• **YOUR GOAL**: Take the line that has "self.send_to(&bytes, &msg.dst).await;" in it and every line after it to the end of the entries, and reproduce them exactly.

• **RECORDED DATA**:
//! Unix datagram transport.
//!
//! Every participant (replica or client) owns a datagram socket bound at
//! `<dir>/<id>` and addresses others by their id under the same
//! directory. A broadcast destination fans out to every configured peer.

use std::path::{Path, PathBuf};

use async_trait::async_trait;
use tokio::net::UnixDatagram;
use tracing::debug;

use crate::core::message::{Message, BROADCAST, MAX_DATAGRAM};
use crate::transport::{Transport, TransportError};

pub struct UnixDatagramTransport {
    dir: PathBuf,
    socket: UnixDatagram,
    /// Recipients of a broadcast destination.
    peers: Vec<String>,
    buf: Vec<u8>,
}

impl UnixDatagramTransport {
    /// Bind the endpoint named by `id` under `dir`. Peer endpoints are
    /// expected (eventually) at `<dir>/<peer>`.
    pub fn bind(dir: &Path, id: &str, peers: Vec<String>) -> std::io::Result<Self> {
        let path = dir.join(id);
        // A stale socket file from a previous run would fail the bind.
        if path.exists() {
            std::fs::remove_file(&path)?;
        }
        let socket = UnixDatagram::bind(&path)?;
        Ok(UnixDatagramTransport {
            dir: dir.to_path_buf(),
            socket,
            peers,
            buf: vec![0; MAX_DATAGRAM],
        })
    }

    /// Best-effort single-destination send. An absent or unreachable
    /// endpoint is indistinguishable from a lost datagram.
    async fn send_to(&self, bytes: &[u8], dst: &str) {
        let path = self.dir.join(dst);
        if let Err(err) = self.socket.send_to(bytes, &path).await {
            debug!(%dst, %err, "datagram dropped");
        }
    }
}

#[async_trait]
impl Transport for UnixDatagramTransport {
    async fn send(&mut self, msg: Message) -> Result<(), TransportError> {
        let bytes = msg.to_bytes()?;
        if msg.dst == BROADCAST {
            for peer in &self.peers {
                self.send_to(&bytes, peer).await;
            }
        } else {
            self.send_to(&bytes, &msg.dst).await;
        }
        Ok(())
    }

    async fn recv(&mut self) -> Result<Message, TransportError> {
        loop {
            let n = self.socket.recv(&mut self.buf).await?;
            match Message::from_bytes(&self.buf[..n]) {
                Ok(msg) => return Ok(msg),
                // Empty or unparseable datagrams are dropped silently.
                Err(err) => debug!(%err, len = n, "dropping undecodable datagram"),
            }
        }
    }
}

• **OUTPUT**:
            self.send_to(&bytes, &msg.dst).await;
        }
        Ok(())
    }

    async fn recv(&mut self) -> Result<Message, TransportError> {
        loop {
            let n = self.socket.recv(&mut self.buf).await?;
            match Message::from_bytes(&self.buf[..n]) {
                Ok(msg) => return Ok(msg),
                // Empty or unparseable datagrams are dropped silently.
                Err(err) => debug!(%err, len = n, "dropping undecodable datagram"),
            }
        }
    }
}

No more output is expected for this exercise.